# TRY IT
Every line below must be given again exactly.

Dataset entries
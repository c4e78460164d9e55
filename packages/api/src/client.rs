//! # Transport client
//!
//! [`ApiClient`] is the only place that speaks HTTP. It prefixes every path
//! with the configured base URL, always sends `Content-Type: application/json`,
//! and turns the response into either the decoded body or an [`ApiError`]
//! tagged with the status code.
//!
//! There is deliberately nothing else here: no retries, no timeouts beyond the
//! platform defaults, no auth header. Who the caller is travels in the request
//! itself (a `user_id` filter, a `requester_id` field) and the backend decides.

use reqwest::header::CONTENT_TYPE;
use reqwest::Method;
use serde::de::DeserializeOwned;
use serde::Serialize;

use crate::config::ApiConfig;
use crate::error::ApiError;

/// Query-string builder that leaves out absent filters.
///
/// `with_opt` skips `None` and empty values, so `?location=` is never sent.
#[derive(Clone, Debug, Default, PartialEq, Eq)]
pub struct Query {
    pairs: Vec<(&'static str, String)>,
}

impl Query {
    pub fn new() -> Self {
        Self::default()
    }

    /// Add a parameter that is always sent.
    pub fn with(mut self, key: &'static str, value: impl ToString) -> Self {
        self.pairs.push((key, value.to_string()));
        self
    }

    /// Add a parameter only when `value` is present and non-empty.
    pub fn with_opt<V: ToString>(mut self, key: &'static str, value: Option<V>) -> Self {
        if let Some(value) = value {
            let value = value.to_string();
            if !value.is_empty() {
                self.pairs.push((key, value));
            }
        }
        self
    }

    pub fn pairs(&self) -> &[(&'static str, String)] {
        &self.pairs
    }

    pub fn get(&self, key: &str) -> Option<&str> {
        self.pairs
            .iter()
            .find(|(k, _)| *k == key)
            .map(|(_, v)| v.as_str())
    }

    pub fn is_empty(&self) -> bool {
        self.pairs.is_empty()
    }
}

/// HTTP client bound to one backend.
#[derive(Clone, Debug)]
pub struct ApiClient {
    http: reqwest::Client,
    base_url: String,
}

impl ApiClient {
    pub fn new(config: ApiConfig) -> Self {
        Self {
            http: reqwest::Client::new(),
            base_url: config.base_url,
        }
    }

    /// Client for the process-wide configured backend.
    pub fn from_env() -> Self {
        Self::new(ApiConfig::from_env())
    }

    pub fn base_url(&self) -> &str {
        &self.base_url
    }

    pub async fn get<T: DeserializeOwned>(&self, path: &str, query: &Query) -> Result<T, ApiError> {
        self.send(Method::GET, path, None::<&()>, query).await
    }

    pub async fn post<B, T>(&self, path: &str, body: Option<&B>, query: &Query) -> Result<T, ApiError>
    where
        B: Serialize + ?Sized,
        T: DeserializeOwned,
    {
        self.send(Method::POST, path, body, query).await
    }

    pub async fn put<B, T>(&self, path: &str, body: &B) -> Result<T, ApiError>
    where
        B: Serialize + ?Sized,
        T: DeserializeOwned,
    {
        self.send(Method::PUT, path, Some(body), &Query::new()).await
    }

    pub async fn delete<T: DeserializeOwned>(&self, path: &str) -> Result<T, ApiError> {
        self.send(Method::DELETE, path, None::<&()>, &Query::new()).await
    }

    async fn send<B, T>(
        &self,
        method: Method,
        path: &str,
        body: Option<&B>,
        query: &Query,
    ) -> Result<T, ApiError>
    where
        B: Serialize + ?Sized,
        T: DeserializeOwned,
    {
        tracing::debug!("{} {}", method, path);

        let mut request = self
            .http
            .request(method.clone(), format!("{}{}", self.base_url, path))
            .header(CONTENT_TYPE, "application/json");
        if !query.is_empty() {
            request = request.query(query.pairs());
        }
        if let Some(body) = body {
            request = request.json(body);
        }

        let response = request.send().await?;
        let status = response.status();
        let bytes = response.bytes().await?;

        if !status.is_success() {
            let err = ApiError::from_response(status.as_u16(), &bytes);
            tracing::debug!("{} {} failed: {}", method, path, err);
            return Err(err);
        }

        Ok(serde_json::from_slice(&bytes)?)
    }
}

#[cfg(test)]
mod tests {
    use super::*;
    use crate::test_server::TestServer;
    use serde_json::{json, Value};

    #[test]
    fn test_query_omits_absent_and_empty() {
        let query = Query::new()
            .with_opt("condition", Some("Diabetes"))
            .with_opt("location", None::<&str>)
            .with_opt("status", Some(""))
            .with("max_results", 6);

        assert_eq!(
            query.pairs(),
            &[("condition", "Diabetes".to_string()), ("max_results", "6".to_string())]
        );
        assert!(query.get("location").is_none());
        assert!(query.get("status").is_none());
        assert!(Query::new().with_opt("role", None::<String>).is_empty());
    }

    #[tokio::test]
    async fn test_get_decodes_body_and_sends_json_content_type() {
        let server = TestServer::start(vec![("/ai/health", 200, json!({"status": "healthy"}))]).await;
        let client = server.client();

        let body: Value = client.get("/ai/health", &Query::new()).await.unwrap();
        assert_eq!(body["status"], "healthy");

        let seen = server.last();
        assert_eq!(seen.method, "GET");
        assert_eq!(seen.path, "/ai/health");
        assert!(seen.query.is_none());
        assert_eq!(seen.content_type.as_deref(), Some("application/json"));
    }

    #[tokio::test]
    async fn test_error_status_is_tagged() {
        let server = TestServer::start(vec![(
            "/meetings/",
            400,
            json!({"detail": "This expert is not available for meetings"}),
        )])
        .await;

        let err = server
            .client()
            .post::<_, Value>("/meetings/", Some(&json!({"expert_id": 2})), &Query::new())
            .await
            .unwrap_err();
        assert_eq!(err.status(), Some(400));
        assert_eq!(err.detail(), Some("This expert is not available for meetings"));
    }

    #[tokio::test]
    async fn test_unknown_route_is_404() {
        let server = TestServer::start(vec![]).await;
        let err = server
            .client()
            .get::<Value>("/nope", &Query::new())
            .await
            .unwrap_err();
        assert_eq!(err.status(), Some(404));
    }

    #[tokio::test]
    async fn test_shape_mismatch_is_decode_error() {
        let server = TestServer::start(vec![("/users/1", 200, json!([1, 2, 3]))]).await;
        let err = server
            .client()
            .get::<store::User>("/users/1", &Query::new())
            .await
            .unwrap_err();
        assert!(matches!(err, ApiError::Decode(_)));
    }

    #[tokio::test]
    async fn test_unreachable_backend_is_transport_error() {
        // Port 9 (discard) on loopback is not expected to accept HTTP.
        let client = ApiClient::new(ApiConfig::new("http://127.0.0.1:9"));
        let err = client.get::<Value>("/trials/", &Query::new()).await.unwrap_err();
        assert!(matches!(err, ApiError::Transport(_)));
    }
}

# ANSWER SECTION
repository c4e78460164d9e55
filename packages/api/src/client.rs
//! # Transport client
//!
//! [`ApiClient`] is the only place that speaks HTTP. It prefixes every path
//! with the configured base URL, always sends `Content-Type: application/json`,
//! and turns the response into either the decoded body or an [`ApiError`]
//! tagged with the status code.
//!
//! There is deliberately nothing else here: no retries, no timeouts beyond the
//! platform defaults, no auth header. Who the caller is travels in the request
//! itself (a `user_id` filter, a `requester_id` field) and the backend decides.

use reqwest::header::CONTENT_TYPE;
use reqwest::Method;
use serde::de::DeserializeOwned;
use serde::Serialize;

use crate::config::ApiConfig;
use crate::error::ApiError;

/// Query-string builder that leaves out absent filters.
///
/// `with_opt` skips `None` and empty values, so `?location=` is never sent.
#[derive(Clone, Debug, Default, PartialEq, Eq)]
pub struct Query {
    pairs: Vec<(&'static str, String)>,
}

impl Query {
    pub fn new() -> Self {
        Self::default()
    }

    /// Add a parameter that is always sent.
    pub fn with(mut self, key: &'static str, value: impl ToString) -> Self {
        self.pairs.push((key, value.to_string()));
        self
    }

    /// Add a parameter only when `value` is present and non-empty.
    pub fn with_opt<V: ToString>(mut self, key: &'static str, value: Option<V>) -> Self {
        if let Some(value) = value {
            let value = value.to_string();
            if !value.is_empty() {
                self.pairs.push((key, value));
            }
        }
        self
    }

    pub fn pairs(&self) -> &[(&'static str, String)] {
        &self.pairs
    }

    pub fn get(&self, key: &str) -> Option<&str> {
        self.pairs
            .iter()
            .find(|(k, _)| *k == key)
            .map(|(_, v)| v.as_str())
    }

    pub fn is_empty(&self) -> bool {
        self.pairs.is_empty()
    }
}

/// HTTP client bound to one backend.
#[derive(Clone, Debug)]
pub struct ApiClient {
    http: reqwest::Client,
    base_url: String,
}

impl ApiClient {
    pub fn new(config: ApiConfig) -> Self {
        Self {
            http: reqwest::Client::new(),
            base_url: config.base_url,
        }
    }

    /// Client for the process-wide configured backend.
    pub fn from_env() -> Self {
        Self::new(ApiConfig::from_env())
    }

    pub fn base_url(&self) -> &str {
        &self.base_url
    }

    pub async fn get<T: DeserializeOwned>(&self, path: &str, query: &Query) -> Result<T, ApiError> {
        self.send(Method::GET, path, None::<&()>, query).await
    }

    pub async fn post<B, T>(&self, path: &str, body: Option<&B>, query: &Query) -> Result<T, ApiError>
    where
        B: Serialize + ?Sized,
        T: DeserializeOwned,
    {
        self.send(Method::POST, path, body, query).await
    }

    pub async fn put<B, T>(&self, path: &str, body: &B) -> Result<T, ApiError>
    where
        B: Serialize + ?Sized,
        T: DeserializeOwned,
    {
        self.send(Method::PUT, path, Some(body), &Query::new()).await
    }

    pub async fn delete<T: DeserializeOwned>(&self, path: &str) -> Result<T, ApiError> {
        self.send(Method::DELETE, path, None::<&()>, &Query::new()).await
    }

    async fn send<B, T>(
        &self,
        method: Method,
        path: &str,
        body: Option<&B>,
        query: &Query,
    ) -> Result<T, ApiError>
    where
        B: Serialize + ?Sized,
        T: DeserializeOwned,
    {
        tracing::debug!("{} {}", method, path);

        let mut request = self
            .http
            .request(method.clone(), format!("{}{}", self.base_url, path))
            .header(CONTENT_TYPE, "application/json");
        if !query.is_empty() {
            request = request.query(query.pairs());
        }
        if let Some(body) = body {
            request = request.json(body);
        }

        let response = request.send().await?;
        let status = response.status();
        let bytes = response.bytes().await?;

        if !status.is_success() {
            let err = ApiError::from_response(status.as_u16(), &bytes);
            tracing::debug!("{} {} failed: {}", method, path, err);
            return Err(err);
        }

        Ok(serde_json::from_slice(&bytes)?)
    }
}

#[cfg(test)]
mod tests {
    use super::*;
    use crate::test_server::TestServer;
    use serde_json::{json, Value};

    #[test]
    fn test_query_omits_absent_and_empty() {
        let query = Query::new()
            .with_opt("condition", Some("Diabetes"))
            .with_opt("location", None::<&str>)
            .with_opt("status", Some(""))
            .with("max_results", 6);

        assert_eq!(
            query.pairs(),
            &[("condition", "Diabetes".to_string()), ("max_results", "6".to_string())]
        );
        assert!(query.get("location").is_none());
        assert!(query.get("status").is_none());
        assert!(Query::new().with_opt("role", None::<String>).is_empty());
    }

    #[tokio::test]
    async fn test_get_decodes_body_and_sends_json_content_type() {
        let server = TestServer::start(vec![("/ai/health", 200, json!({"status": "healthy"}))]).await;
        let client = server.client();

        let body: Value = client.get("/ai/health", &Query::new()).await.unwrap();
        assert_eq!(body["status"], "healthy");

        let seen = server.last();
        assert_eq!(seen.method, "GET");
        assert_eq!(seen.path, "/ai/health");
        assert!(seen.query.is_none());
        assert_eq!(seen.content_type.as_deref(), Some("application/json"));
    }

    #[tokio::test]
    async fn test_error_status_is_tagged() {
        let server = TestServer::start(vec![(
            "/meetings/",
            400,
            json!({"detail": "This expert is not available for meetings"}),
        )])
        .await;

        let err = server
            .client()
            .post::<_, Value>("/meetings/", Some(&json!({"expert_id": 2})), &Query::new())
            .await
            .unwrap_err();
        assert_eq!(err.status(), Some(400));
        assert_eq!(err.detail(), Some("This expert is not available for meetings"));
    }

    #[tokio::test]
    async fn test_unknown_route_is_404() {
        let server = TestServer::start(vec![]).await;
        let err = server
            .client()
            .get::<Value>("/nope", &Query::new())
            .await
            .unwrap_err();
        assert_eq!(err.status(), Some(404));
    }

    #[tokio::test]
    async fn test_shape_mismatch_is_decode_error() {
        let server = TestServer::start(vec![("/users/1", 200, json!([1, 2, 3]))]).await;
        let err = server
            .client()
            .get::<store::User>("/users/1", &Query::new())
            .await
            .unwrap_err();
        assert!(matches!(err, ApiError::Decode(_)));
    }

    #[tokio::test]
    async fn test_unreachable_backend_is_transport_error() {
        // Port 9 (discard) on loopback is not expected to accept HTTP.
        let client = ApiClient::new(ApiConfig::new("http://127.0.0.1:9"));
        let err = client.get::<Value>("/trials/", &Query::new()).await.unwrap_err();
        assert!(matches!(err, ApiError::Transport(_)));
    }
}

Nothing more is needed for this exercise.